- [PROBLEM TO WORK ON] Every line below containing the word "ClearAllImages" should be found and copied.

Data records
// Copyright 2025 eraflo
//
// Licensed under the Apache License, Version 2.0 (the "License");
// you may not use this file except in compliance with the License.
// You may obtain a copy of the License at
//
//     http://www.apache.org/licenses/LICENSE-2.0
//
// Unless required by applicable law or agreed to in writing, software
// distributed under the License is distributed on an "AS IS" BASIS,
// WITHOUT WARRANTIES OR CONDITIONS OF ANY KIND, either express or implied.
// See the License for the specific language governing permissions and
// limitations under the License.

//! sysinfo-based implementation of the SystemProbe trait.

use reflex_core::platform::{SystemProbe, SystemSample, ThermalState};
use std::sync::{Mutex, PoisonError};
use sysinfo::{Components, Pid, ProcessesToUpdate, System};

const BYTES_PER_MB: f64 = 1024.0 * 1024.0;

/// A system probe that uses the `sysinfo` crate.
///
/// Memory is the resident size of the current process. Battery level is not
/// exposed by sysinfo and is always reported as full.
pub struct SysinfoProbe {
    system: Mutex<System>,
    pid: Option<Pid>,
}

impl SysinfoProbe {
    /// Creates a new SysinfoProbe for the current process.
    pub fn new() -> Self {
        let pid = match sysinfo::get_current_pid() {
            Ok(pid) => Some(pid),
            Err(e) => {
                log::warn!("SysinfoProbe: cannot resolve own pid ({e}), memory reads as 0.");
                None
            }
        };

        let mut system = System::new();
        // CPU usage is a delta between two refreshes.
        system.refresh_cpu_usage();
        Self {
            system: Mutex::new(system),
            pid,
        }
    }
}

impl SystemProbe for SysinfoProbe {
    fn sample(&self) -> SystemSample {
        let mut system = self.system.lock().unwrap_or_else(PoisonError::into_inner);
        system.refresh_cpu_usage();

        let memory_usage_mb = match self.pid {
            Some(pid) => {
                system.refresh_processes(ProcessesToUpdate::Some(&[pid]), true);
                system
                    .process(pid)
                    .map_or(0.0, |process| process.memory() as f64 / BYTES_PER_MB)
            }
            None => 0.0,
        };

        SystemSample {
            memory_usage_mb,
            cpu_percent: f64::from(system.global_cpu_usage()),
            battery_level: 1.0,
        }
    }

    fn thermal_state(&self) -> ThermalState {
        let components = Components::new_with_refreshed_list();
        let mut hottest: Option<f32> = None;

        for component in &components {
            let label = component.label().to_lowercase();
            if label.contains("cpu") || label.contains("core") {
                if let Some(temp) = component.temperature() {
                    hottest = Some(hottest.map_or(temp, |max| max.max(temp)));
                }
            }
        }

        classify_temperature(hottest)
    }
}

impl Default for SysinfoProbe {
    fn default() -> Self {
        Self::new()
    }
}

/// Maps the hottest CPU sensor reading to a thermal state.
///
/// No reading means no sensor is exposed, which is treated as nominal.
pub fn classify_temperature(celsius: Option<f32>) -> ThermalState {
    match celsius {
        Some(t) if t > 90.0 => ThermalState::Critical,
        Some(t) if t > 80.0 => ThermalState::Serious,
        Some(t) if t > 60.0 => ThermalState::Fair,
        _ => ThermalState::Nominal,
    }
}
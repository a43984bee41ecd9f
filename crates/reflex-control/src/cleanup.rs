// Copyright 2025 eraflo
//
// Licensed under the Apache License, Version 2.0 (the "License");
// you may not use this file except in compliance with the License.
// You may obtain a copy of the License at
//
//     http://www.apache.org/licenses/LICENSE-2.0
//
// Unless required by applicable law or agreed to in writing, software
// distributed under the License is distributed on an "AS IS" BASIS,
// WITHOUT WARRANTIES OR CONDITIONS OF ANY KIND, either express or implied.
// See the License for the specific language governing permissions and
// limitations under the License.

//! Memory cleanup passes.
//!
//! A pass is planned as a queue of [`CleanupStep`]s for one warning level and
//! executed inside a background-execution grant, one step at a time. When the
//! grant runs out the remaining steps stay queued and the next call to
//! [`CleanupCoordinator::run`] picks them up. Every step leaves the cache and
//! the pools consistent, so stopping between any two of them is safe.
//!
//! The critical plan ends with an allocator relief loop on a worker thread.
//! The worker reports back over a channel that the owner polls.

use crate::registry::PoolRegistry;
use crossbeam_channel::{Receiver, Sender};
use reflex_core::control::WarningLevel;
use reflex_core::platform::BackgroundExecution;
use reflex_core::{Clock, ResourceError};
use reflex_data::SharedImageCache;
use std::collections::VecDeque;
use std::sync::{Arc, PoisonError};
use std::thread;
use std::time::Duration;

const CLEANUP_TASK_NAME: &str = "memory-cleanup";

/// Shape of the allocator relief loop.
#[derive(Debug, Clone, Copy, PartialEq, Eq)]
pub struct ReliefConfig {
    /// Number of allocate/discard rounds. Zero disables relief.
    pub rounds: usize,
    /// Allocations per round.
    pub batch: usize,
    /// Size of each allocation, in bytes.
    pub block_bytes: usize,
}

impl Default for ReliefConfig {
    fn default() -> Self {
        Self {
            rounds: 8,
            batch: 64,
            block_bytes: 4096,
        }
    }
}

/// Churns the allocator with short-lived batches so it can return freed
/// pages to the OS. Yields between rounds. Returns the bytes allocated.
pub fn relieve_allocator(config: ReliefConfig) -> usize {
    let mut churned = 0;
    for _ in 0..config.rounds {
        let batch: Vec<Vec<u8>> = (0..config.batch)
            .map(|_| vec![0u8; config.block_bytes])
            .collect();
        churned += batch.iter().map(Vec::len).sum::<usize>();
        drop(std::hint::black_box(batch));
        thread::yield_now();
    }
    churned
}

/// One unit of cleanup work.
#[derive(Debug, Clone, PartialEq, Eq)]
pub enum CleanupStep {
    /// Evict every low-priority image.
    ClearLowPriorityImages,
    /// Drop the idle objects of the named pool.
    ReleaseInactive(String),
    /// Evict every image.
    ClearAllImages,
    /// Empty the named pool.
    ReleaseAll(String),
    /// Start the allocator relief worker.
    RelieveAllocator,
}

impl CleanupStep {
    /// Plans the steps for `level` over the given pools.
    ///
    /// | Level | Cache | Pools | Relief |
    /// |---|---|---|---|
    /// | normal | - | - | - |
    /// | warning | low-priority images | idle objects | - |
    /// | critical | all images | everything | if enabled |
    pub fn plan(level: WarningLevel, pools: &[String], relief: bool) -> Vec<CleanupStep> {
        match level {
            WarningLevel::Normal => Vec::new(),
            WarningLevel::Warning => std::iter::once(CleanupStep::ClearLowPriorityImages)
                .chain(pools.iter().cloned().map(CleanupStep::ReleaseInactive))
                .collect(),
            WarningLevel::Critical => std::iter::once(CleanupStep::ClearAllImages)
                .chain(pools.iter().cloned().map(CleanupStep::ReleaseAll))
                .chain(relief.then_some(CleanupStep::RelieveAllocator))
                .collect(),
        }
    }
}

- [SOLUTION TO THE PROBLEM]
    ClearAllImages,
            WarningLevel::Critical => std::iter::once(CleanupStep::ClearAllImages)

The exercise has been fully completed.